• Plant tulip bulbs in the fall, 6 to 8 weeks before a hard frost is expected and when soils are below 60 degrees F. For Edmonton, this means mid-September or so.
• Tulips prefer a site with full or afternoon sun.
• All tulips dislike excessive moisture. Ideally, the soil is well-drained, neutral to slightly acidic, fertile, and dry or sandy.
• Rainy summers, irrigation systems, and wet soil are death to tulips. Wet soil leads to fungus and disease and can rot bulbs. Add shredded pine bark, sand, or anything to foster swift drainage.
• You’ll want to space bulbs 4 to 6 inches apart, so choose an appropriate plot size.

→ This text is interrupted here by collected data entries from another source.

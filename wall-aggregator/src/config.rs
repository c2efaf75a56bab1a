use crate::types::{Result, WallError};
use serde::Deserialize;
use std::path::{Path, PathBuf};
use std::time::Duration;

/// Top-level configuration of the wall service.
///
/// Every field has a default, so an empty TOML file (or no file at all)
/// yields a service with no sources that simply serves empty snapshots.
#[derive(Debug, Clone, Deserialize)]
#[serde(default)]
pub struct WallConfig {
    pub storage_dir: PathBuf,
    pub fetch: FetchConfig,
    pub sessions: SessionsConfig,
    pub posts: PostsConfig,
}

impl Default for WallConfig {
    fn default() -> Self {
        Self {
            storage_dir: PathBuf::from("./moderation"),
            fetch: FetchConfig::default(),
            sessions: SessionsConfig::default(),
            posts: PostsConfig::default(),
        }
    }
}

impl WallConfig {
    pub fn from_file(path: impl AsRef<Path>) -> Result<Self> {
        let raw = std::fs::read_to_string(path.as_ref())?;
        Self::from_toml(&raw)
    }

    pub fn from_toml(raw: &str) -> Result<Self> {
        let config: WallConfig = toml::from_str(raw)?;
        config.validate()?;
        Ok(config)
    }

    fn validate(&self) -> Result<()> {
        if self.sessions.refresh_interval_secs == 0 {
            return Err(WallError::Config(
                "sessions.refresh_interval_secs must be positive".to_string(),
            ));
        }
        if self.posts.refresh_interval_secs == 0 {
            return Err(WallError::Config(
                "posts.refresh_interval_secs must be positive".to_string(),
            ));
        }
        Ok(())
    }
}

/// HTTP settings shared by every connector.
#[derive(Debug, Clone, Deserialize)]
#[serde(default)]
pub struct FetchConfig {
    pub user_agent: String,
    pub timeout_seconds: u64,
    pub max_retries: u32,
    pub retry_delay_millis: u64,
}

impl Default for FetchConfig {
    fn default() -> Self {
        Self {
            user_agent: "Conference-Wall/1.0".to_string(),
            timeout_seconds: 15,
            max_retries: 2,
            retry_delay_millis: 500,
        }
    }
}

/// How a refresh cycle reacts when one of its sources fails.
#[derive(Debug, Clone, Copy, Default, PartialEq, Eq, Deserialize)]
#[serde(rename_all = "snake_case")]
pub enum MergePolicy {
    /// Keep the previous snapshot if any source fails.
    #[default]
    AbortCycle,
    /// Skip failing sources and publish what the others returned.
    IsolateSources,
}

#[derive(Debug, Clone, Deserialize)]
#[serde(default)]
pub struct SessionsConfig {
    pub refresh_interval_secs: u64,
    pub merge_policy: MergePolicy,
    pub sessionize: Vec<SessionizeConfig>,
}

impl Default for SessionsConfig {
    fn default() -> Self {
        Self {
            refresh_interval_secs: 300,
            merge_policy: MergePolicy::default(),
            sessionize: Vec::new(),
        }
    }
}

impl SessionsConfig {
    pub fn refresh_interval(&self) -> Duration {
        Duration::from_secs(self.refresh_interval_secs)
    }
}

#[derive(Debug, Clone, Deserialize)]
#[serde(default)]
pub struct PostsConfig {
    pub refresh_interval_secs: u64,
    pub merge_policy: MergePolicy,
    pub filters: FilterConfig,
    pub mastodon: Vec<MastodonConfig>,
}

impl Default for PostsConfig {
    fn default() -> Self {
        Self {
            refresh_interval_secs: 30,
            merge_policy: MergePolicy::default(),
            filters: FilterConfig::default(),
            mastodon: Vec::new(),
        }
    }
}

impl PostsConfig {
    pub fn refresh_interval(&self) -> Duration {
        Duration::from_secs(self.refresh_interval_secs)
    }
}

/// Toggles and thresholds for the post filter chain.
#[derive(Debug, Clone, Deserialize)]
#[serde(default)]
pub struct FilterConfig {
    pub filter_sensitive: bool,
    pub filter_replies: bool,
    /// Maximum plain-text length in characters; zero or negative disables the check.
    pub max_length: i64,
    pub blocked_words: Vec<String>,
}

impl Default for FilterConfig {
    fn default() -> Self {
        Self {
            filter_sensitive: true,
            filter_replies: true,
            max_length: 500,
            blocked_words: Vec::new(),
        }
    }
}

#[derive(Debug, Clone, Deserialize)]
pub struct SessionizeConfig {
    pub event_id: String,
    #[serde(default = "default_sessionize_url")]
    pub base_url: String,
    /// Offset of the conference's local time from UTC, in minutes.
    #[serde(default)]
    pub utc_offset_minutes: i32,
    #[serde(default = "enabled_by_default")]
    pub enabled: bool,
}

#[derive(Debug, Clone, Deserialize)]
pub struct MastodonConfig {
    pub instance: String,
    pub hashtag: String,
    #[serde(default = "default_mastodon_limit")]
    pub limit: u32,
    #[serde(default = "enabled_by_default")]
    pub enabled: bool,
}

fn default_sessionize_url() -> String {
    "https://sessionize.com".to_string()
}

fn default_mastodon_limit() -> u32 {
    40
}

fn enabled_by_default() -> bool {
    true
}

• For a showy, more natural looking effect, plant tulips in groups rather than rows.
• Plant bulbs deep—at least 8 inches, measuring from the base of the bulb. And that means digging even deeper, to loosen the soil and allow for drainage, or creating raised beds. Remember, the bigger the bulb, the deeper the hole it needs.
• Set the bulb in the hole with the pointy end up. Cover with soil and press soil firmly.

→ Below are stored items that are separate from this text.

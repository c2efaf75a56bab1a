pub mod aggregators;
pub mod config;
pub mod fetcher;
pub mod filters;
pub mod moderation;
pub mod scheduler;
pub mod snapshot;
pub mod sources;
pub mod traits;
pub mod types;
pub mod utils;

pub use aggregators::{PostAggregator, SessionAggregator};
pub use config::{FetchConfig, FilterConfig, MergePolicy, WallConfig};
pub use fetcher::Fetcher;
pub use filters::FilterChain;
pub use moderation::ModerationStore;
pub use scheduler::{Scheduler, SchedulerHandle};
pub use traits::Refreshable;
pub use types::*;
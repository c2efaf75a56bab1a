use arc_swap::ArcSwap;
use chrono::{DateTime, Utc};
use interfaces::{Post, Room, Session};
use std::collections::BTreeMap;
use std::sync::Arc;

/// Sessions of the latest cycle, grouped by room in room-name order.
#[derive(Debug, Clone)]
pub struct SessionSnapshot {
    pub rooms: BTreeMap<Room, Vec<Session>>,
    pub published_at: Option<DateTime<Utc>>,
}

impl SessionSnapshot {
    pub fn empty() -> Self {
        Self {
            rooms: BTreeMap::new(),
            published_at: None,
        }
    }

    pub fn session_count(&self) -> usize {
        self.rooms.values().map(Vec::len).sum()
    }
}

/// Filtered posts of the latest cycle, in display order.
#[derive(Debug, Clone)]
pub struct PostSnapshot {
    pub posts: Vec<Post>,
    pub published_at: Option<DateTime<Utc>>,
}

impl PostSnapshot {
    pub fn empty() -> Self {
        Self {
            posts: Vec::new(),
            published_at: None,
        }
    }

    /// Copy of this snapshot minus the posts matching `remove`.
    pub fn without(&self, remove: impl Fn(&Post) -> bool) -> Self {
        Self {
            posts: self.posts.iter().filter(|p| !remove(p)).cloned().collect(),
            published_at: self.published_at,
        }
    }
}

/// Holds the currently published snapshot and swaps it atomically.
///
/// Readers get an owned `Arc`, so a view stays consistent even if a refresh
/// publishes a replacement while they are still looking at it. Whoever calls
/// `publish` is responsible for serialising publishers.
pub struct SnapshotCell<T> {
    inner: ArcSwap<T>,
}

impl<T> SnapshotCell<T> {
    pub fn new(initial: T) -> Self {
        Self {
            inner: ArcSwap::new(Arc::new(initial)),
        }
    }

    pub fn load_full(&self) -> Arc<T> {
        self.inner.load_full()
    }

    pub fn publish(&self, next: T) {
        self.inner.store(Arc::new(next));
    }
}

• Water bulbs right after planting. Although they can’t bear wet feet, bulbs need water to trigger growth.
• Water tulips during dry spells in the fall; otherwise, do not water.
• Compost annually.
• Deadhead tulips after flowering.
• Allow the foliage to yellow for about 6 weeks after flowering before removing it.
• The bulbs of Species tulips may be left in the ground for several years; others may be lifted annually, once the leaves have died down, and ripened in a warm, dry place.
Did You know?
• If you dig up a tulip bulb in midsummer, it’s not the same bulb you planted last fall. It’s her daughter. Even while the tulip is blossoming, the bulb is dividing for the next generation.
• In 17th-century Holland, the new sempter augustus tulip was such the rage that a handful of bulbs were sold for about $44,000? It truly was one of the first market crashes. Read more about the sempter augustus here.
• There are around 75 wild Tulip species and 150 species in total with over 3000 varieties.
• The Netherlands is the world’s main producer of commercially sold tulips, producing as many as 3 billion bulbs annually, mostly for export.
• Tulip petals can be eaten. During the Dutch famine of 1944 in WWII people had to resort to eating sugar beets and tulips.